[[ Task inputs open ]]
//! Browser glue: DOM marker extraction, session-scoped document listeners and
//! the `CanvasHandle` exported to JavaScript hosts.

use std::cell::RefCell;
use std::collections::HashMap;
use std::rc::{Rc, Weak};

use wasm_bindgen::closure::Closure;
use wasm_bindgen::prelude::*;
use wasm_bindgen::JsCast;
use web_sys::{Document, Element, PointerEvent, WheelEvent};

use crate::callbacks::{dispatch, CanvasCallbacks};
use crate::canvas::hit::{HitTarget, Marker};
use crate::canvas::renderer;
use crate::config::CanvasConfig;
use crate::constants::{ATTR_CONNECTOR_ID, ATTR_INTERACTIVE, ATTR_NODE_ID};
use crate::messages::{CanvasEvent, Message};
use crate::models::{Position, WorkflowSnapshot};
use crate::node_builder::NodeSpec;
use crate::reducers::canvas::update;
use crate::state::CanvasState;
use crate::{debug_log, warn_log};

/// Handler name called with a fresh scene after every state change.
const RENDER_HANDLER: &str = "render";
/// Handler name receiving every event.
const ANY_HANDLER: &str = "*";

impl HitTarget {
    /// Markers of `element` and all its ancestors, deepest first.
    pub fn from_element(element: &Element) -> Self {
        let mut target = HitTarget::empty();
        let mut current = Some(element.clone());
        while let Some(el) = current {
            target.push(marker_of(&el));
            current = el.parent_element();
        }
        target
    }
}

fn marker_of(el: &Element) -> Marker {
    let is_control = matches!(
        el.tag_name().as_str(),
        "BUTTON" | "INPUT" | "SELECT" | "TEXTAREA"
    );
    Marker {
        node_id: el.get_attribute(ATTR_NODE_ID),
        connector_id: el.get_attribute(ATTR_CONNECTOR_ID),
        interactive: is_control || el.has_attribute(ATTR_INTERACTIVE),
    }
}

fn screen_point(event: &PointerEvent) -> Position {
    Position::new(event.client_x() as f64, event.client_y() as f64)
}

fn event_target(event: &PointerEvent) -> HitTarget {
    event
        .target()
        .and_then(|t| t.dyn_into::<Element>().ok())
        .map(|el| HitTarget::from_element(&el))
        .unwrap_or_default()
}

type PointerClosure = Closure<dyn FnMut(PointerEvent)>;

/// `pointermove` / `pointerup` / `pointercancel` on the document for the
/// lifetime of one session.  Dropping the guard removes them.
pub struct DocumentListeners {
    document: Document,
    on_move: PointerClosure,
    on_up: PointerClosure,
    on_cancel: PointerClosure,
}

impl DocumentListeners {
    pub fn attach(
        document: &Document,
        on_move: PointerClosure,
        on_up: PointerClosure,
        on_cancel: PointerClosure,
    ) -> Result<Self, JsValue> {
        let listeners = Self {
            document: document.clone(),
            on_move,
            on_up,
            on_cancel,
        };
        for (name, closure) in listeners.bindings() {
            listeners
                .document
                .add_event_listener_with_callback(name, closure.as_ref().unchecked_ref())?;
        }
        Ok(listeners)
    }

    fn bindings(&self) -> [(&'static str, &PointerClosure); 3] {
        [
            ("pointermove", &self.on_move),
            ("pointerup", &self.on_up),
            ("pointercancel", &self.on_cancel),
        ]
    }

    /// Unregister from the document.  Safe to call more than once.
    pub fn detach(&self) {
        for (name, closure) in self.bindings() {
            let _ = self
                .document
                .remove_event_listener_with_callback(name, closure.as_ref().unchecked_ref());
        }
    }
}

impl Drop for DocumentListeners {
    fn drop(&mut self) {
        self.detach();
    }
}

/// Named JS handlers registered through `CanvasHandle::on`.
#[derive(Clone, Default)]
struct JsCallbacks {
    handlers: HashMap<String, js_sys::Function>,
}

impl JsCallbacks {
    fn call(&self, name: &str, payload: &JsValue) {
        if let Some(handler) = self.handlers.get(name) {
            if let Err(err) = handler.call1(&JsValue::NULL, payload) {
                warn_log!("Canvas handler '{}' threw: {:?}", name, err);
            }
        }
    }
}

impl CanvasCallbacks for JsCallbacks {
    fn on_event(&mut self, event: &CanvasEvent) {
        match serde_wasm_bindgen::to_value(event) {
            Ok(payload) => {
                self.call(event.name(), &payload);
                self.call(ANY_HANDLER, &payload);
            }
            Err(err) => warn_log!("Failed to serialize {}: {}", event.name(), err),
        }
    }
}

struct Inner {
    state: CanvasState,
    /// Element whose top-left corner is the canvas origin on screen.
    root: Option<Element>,
    listeners: Option<DocumentListeners>,
    /// Detached listeners waiting to be dropped outside their own invocation.
    retired: Vec<DocumentListeners>,
}

struct Shared {
    inner: RefCell<Inner>,
    callbacks: RefCell<JsCallbacks>,
}

fn apply(shared: &Rc<Shared>, msg: Message) -> Result<bool, JsValue> {
    let mut events = Vec::new();
    let (redraw, scene) = {
        let mut inner = shared.inner.borrow_mut();
        let redraw = update(&mut inner.state, &msg, &mut events);
        sync_listeners(shared, &mut inner, &events)?;
        let scene = if redraw {
            Some(serde_wasm_bindgen::to_value(&renderer::render(&inner.state))?)
        } else {
            None
        };
        (redraw, scene)
    };

    // Handlers may call back into the handle, so nothing stays borrowed.
    let mut callbacks = shared.callbacks.borrow().clone();
    dispatch(&events, &mut callbacks);
    if let Some(scene) = scene {
        callbacks.call(RENDER_HANDLER, &scene);
    }
    Ok(redraw)
}

fn sync_listeners(shared: &Rc<Shared>, inner: &mut Inner, events: &[CanvasEvent]) -> Result<(), JsValue> {
    for event in events {
        match event {
            CanvasEvent::SessionStarted { .. } if inner.listeners.is_none() => {
                inner.listeners = Some(attach_listeners(Rc::downgrade(shared))?);
            }
            CanvasEvent::SessionEnded { .. } => {
                if let Some(listeners) = inner.listeners.take() {
                    listeners.detach();
                    inner.retired.push(listeners);
                }
            }
            _ => {}
        }
    }
    Ok(())
}

fn attach_listeners(weak: Weak<Shared>) -> Result<DocumentListeners, JsValue> {
    let document = web_sys::window()
        .and_then(|w| w.document())
        .ok_or_else(|| JsValue::from_str("No document available"))?;

    let pointer_handler = |make: fn(&PointerEvent) -> Message| {
        let weak = weak.clone();
        Closure::wrap(Box::new(move |event: PointerEvent| {
            if let Some(shared) = weak.upgrade() {
                if let Err(err) = apply(&shared, make(&event)) {
                    warn_log!("Canvas pointer handler failed: {:?}", err);
                }
            }
        }) as Box<dyn FnMut(PointerEvent)>)
    };

    DocumentListeners::attach(
        &document,
        pointer_handler(|event| Message::PointerMove {
            screen: screen_point(event),
        }),
        pointer_handler(|event| Message::PointerUp {
            target: event_target(event),
            screen: screen_point(event),
        }),
        pointer_handler(|_| Message::CancelSession),
    )
}

fn to_js(err: impl std::fmt::Display) -> JsValue {
    JsValue::from_str(&err.to_string())
}

/// Canvas engine instance owned by a JavaScript host.
#[wasm_bindgen]
pub struct CanvasHandle {
    shared: Rc<Shared>,
}

#[wasm_bindgen]
impl CanvasHandle {
    /// `config_json` overrides any part of the default configuration.
    #[wasm_bindgen(constructor)]
    pub fn new(config_json: Option<String>) -> Result<CanvasHandle, JsValue> {
        let config = match config_json {
            Some(raw) => CanvasConfig::from_json(&raw).map_err(to_js)?,
            None => CanvasConfig::default(),
        };
        Ok(CanvasHandle {
            shared: Rc::new(Shared {
                inner: RefCell::new(Inner {
                    state: CanvasState::new(config),
                    root: None,
                    listeners: None,
                    retired: Vec::new(),
                }),
                callbacks: RefCell::new(JsCallbacks::default()),
            }),
        })
    }

    /// Element the canvas is drawn into; its bounding box origin is used to
    /// map pointer coordinates.
    pub fn mount(&self, root: Element) {
        self.shared.inner.borrow_mut().root = Some(root);
    }

    /// Register `handler` for an event name (`nodeMoved`, `render`, `*`, ...).
    pub fn on(&self, event_name: &str, handler: js_sys::Function) {
        self.shared
            .callbacks
            .borrow_mut()
            .handlers
            .insert(event_name.to_string(), handler);
    }

    pub fn off(&self, event_name: &str) {
        self.shared.callbacks.borrow_mut().handlers.remove(event_name);
    }

    pub fn load(&self, snapshot_json: &str) -> Result<(), JsValue> {
        let snapshot = WorkflowSnapshot::from_json(snapshot_json).map_err(to_js)?;
        apply(&self.shared, Message::LoadSnapshot(snapshot)).map(|_| ())
    }

    pub fn snapshot_json(&self) -> Result<String, JsValue> {
        self.shared.inner.borrow().state.snapshot().to_json().map_err(to_js)
    }

    pub fn scene(&self) -> Result<JsValue, JsValue> {
        let inner = self.shared.inner.borrow();
        Ok(serde_wasm_bindgen::to_value(&renderer::render(&inner.state))?)
    }

    pub fn zoom_in(&self) -> Result<bool, JsValue> {
        apply(&self.shared, Message::ZoomIn)
    }

    pub fn zoom_out(&self) -> Result<bool, JsValue> {
        apply(&self.shared, Message::ZoomOut)
    }

    pub fn auto_layout(&self, container_width: f64) -> Result<bool, JsValue> {
        apply(&self.shared, Message::AutoLayout { container_width })
    }

    /// `spec` is a `{ data, name?, position? }` object.
    pub fn add_node(&self, spec: JsValue) -> Result<bool, JsValue> {
        let spec: NodeSpec = serde_wasm_bindgen::from_value(spec)?;
        apply(&self.shared, Message::AddNode { spec })
    }

    pub fn delete_node(&self, node_id: &str) -> Result<bool, JsValue> {
        apply(&self.shared, Message::DeleteNode { node_id: node_id.to_string() })
    }

    pub fn delete_connection(&self, connection_id: &str) -> Result<bool, JsValue> {
        apply(
            &self.shared,
            Message::DeleteConnection {
                connection_id: connection_id.to_string(),
            },
        )
    }

    pub fn request_add_node_on_connection(&self, connection_id: &str) -> Result<bool, JsValue> {
        apply(
            &self.shared,
            Message::RequestAddNodeOnConnection {
                connection_id: connection_id.to_string(),
            },
        )
    }

    pub fn set_node_disabled(&self, node_id: &str, disabled: bool) -> Result<bool, JsValue> {
        apply(
            &self.shared,
            Message::SetNodeDisabled {
                node_id: node_id.to_string(),
                disabled,
            },
        )
    }

    pub fn set_node_processing(&self, node_id: &str, processing: bool) -> Result<bool, JsValue> {
        apply(
            &self.shared,
            Message::SetNodeProcessing {
                node_id: node_id.to_string(),
                processing,
            },
        )
    }

    pub fn cancel(&self) -> Result<bool, JsValue> {
        apply(&self.shared, Message::CancelSession)
    }

    /// Wire to the canvas element's `pointerdown`.  Starts a drag, edge draw
    /// or pan depending on what was pressed, and listens on the document
    /// until the session ends.
    pub fn pointer_down(&self, event: PointerEvent) -> Result<(), JsValue> {
        self.refresh_origin();
        let msg = Message::PointerDown {
            target: event_target(&event),
            screen: screen_point(&event),
        };
        let started = apply(&self.shared, msg)?;
        if started {
            event.prevent_default();
        }
        Ok(())
    }

    /// Wire to the canvas element's `pointermove` for hover feedback.
    pub fn pointer_hover(&self, event: PointerEvent) -> Result<(), JsValue> {
        if self.shared.inner.borrow().state.session.is_active() {
            // The document listener already handles it.
            return Ok(());
        }
        self.refresh_origin();
        apply(&self.shared, Message::PointerMove { screen: screen_point(&event) }).map(|_| ())
    }

    /// Wire to the canvas element's `wheel` (registered non-passive).
    pub fn wheel(&self, event: WheelEvent) -> Result<(), JsValue> {
        self.refresh_origin();
        let screen = Position::new(event.client_x() as f64, event.client_y() as f64);
        if apply(&self.shared, Message::Wheel { delta_y: event.delta_y(), screen })? {
            event.prevent_default();
        }
        Ok(())
    }
}

impl CanvasHandle {
    /// Drop retired listeners and re-read the root's screen offset.
    fn refresh_origin(&self) {
        let mut inner = self.shared.inner.borrow_mut();
        inner.retired.clear();
        let Some(rect) = inner.root.as_ref().map(Element::get_bounding_client_rect) else {
            return;
        };
        let origin = Position::new(rect.left(), rect.top());
        if inner.state.viewport.origin != origin {
            debug_log!("Canvas origin moved to ({}, {})", origin.x, origin.y);
            inner.state.viewport.origin = origin;
        }
    }
}

#[cfg(test)]
mod tests {
    use super::*;
    use crate::canvas::hit::PressTarget;
    use crate::models::ConnectorRef;
    use wasm_bindgen_test::*;

    wasm_bindgen_test_configure!(run_in_browser);

    fn document() -> Document {
        web_sys::window().unwrap().document().unwrap()
    }

    #[wasm_bindgen_test]
    fn markers_are_read_deepest_first() {
        let doc = document();
        let node = doc.create_element("div").unwrap();
        node.set_attribute(ATTR_NODE_ID, "a1").unwrap();
        let dot = doc.create_element("span").unwrap();
        dot.set_attribute(ATTR_NODE_ID, "a1").unwrap();
        dot.set_attribute(ATTR_CONNECTOR_ID, "output-main").unwrap();
        node.append_child(&dot).unwrap();

        let target = HitTarget::from_element(&dot);
        assert_eq!(target.markers().len(), 2);
        assert_eq!(target.drop_connector(), Some(ConnectorRef::new("a1", "output-main")));
        assert_eq!(HitTarget::from_element(&node).classify_press(), PressTarget::Node("a1".into()));
    }

    #[wasm_bindgen_test]
    fn buttons_inside_nodes_are_interactive() {
        let doc = document();
        let node = doc.create_element("div").unwrap();
        node.set_attribute(ATTR_NODE_ID, "a1").unwrap();
        let button = doc.create_element("button").unwrap();
        node.append_child(&button).unwrap();
        assert_eq!(HitTarget::from_element(&button).classify_press(), PressTarget::Interactive);
    }

    #[wasm_bindgen_test]
    fn handle_round_trips_snapshot() {
        let handle = CanvasHandle::new(None).unwrap();
        handle
            .load(r#"{"nodes": [{"id": "t", "name": "T", "position": {"x": 0, "y": 0}, "data": {"type": "CHAT_TRIGGER"}}]}"#)
            .unwrap();
        let json = handle.snapshot_json().unwrap();
        let snapshot = WorkflowSnapshot::from_json(&json).unwrap();
        assert_eq!(snapshot.nodes.len(), 1);
        assert!(snapshot.nodes[0].connectors.contains_key("output"));
    }

    #[wasm_bindgen_test]
    fn dropping_listeners_is_idempotent() {
        let noop = || Closure::wrap(Box::new(|_event: PointerEvent| {}) as Box<dyn FnMut(PointerEvent)>);
        let listeners = DocumentListeners::attach(&document(), noop(), noop(), noop()).unwrap();
        listeners.detach();
        drop(listeners);
    }
}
[[ Task inputs closed ]]
» Exercise prompt: Wherever a line in the entries above holds "RefCell", copy that line.

» Reply:
use std::cell::RefCell;
    inner: RefCell<Inner>,
    callbacks: RefCell<JsCallbacks>,
                inner: RefCell::new(Inner {
                callbacks: RefCell::new(JsCallbacks::default()),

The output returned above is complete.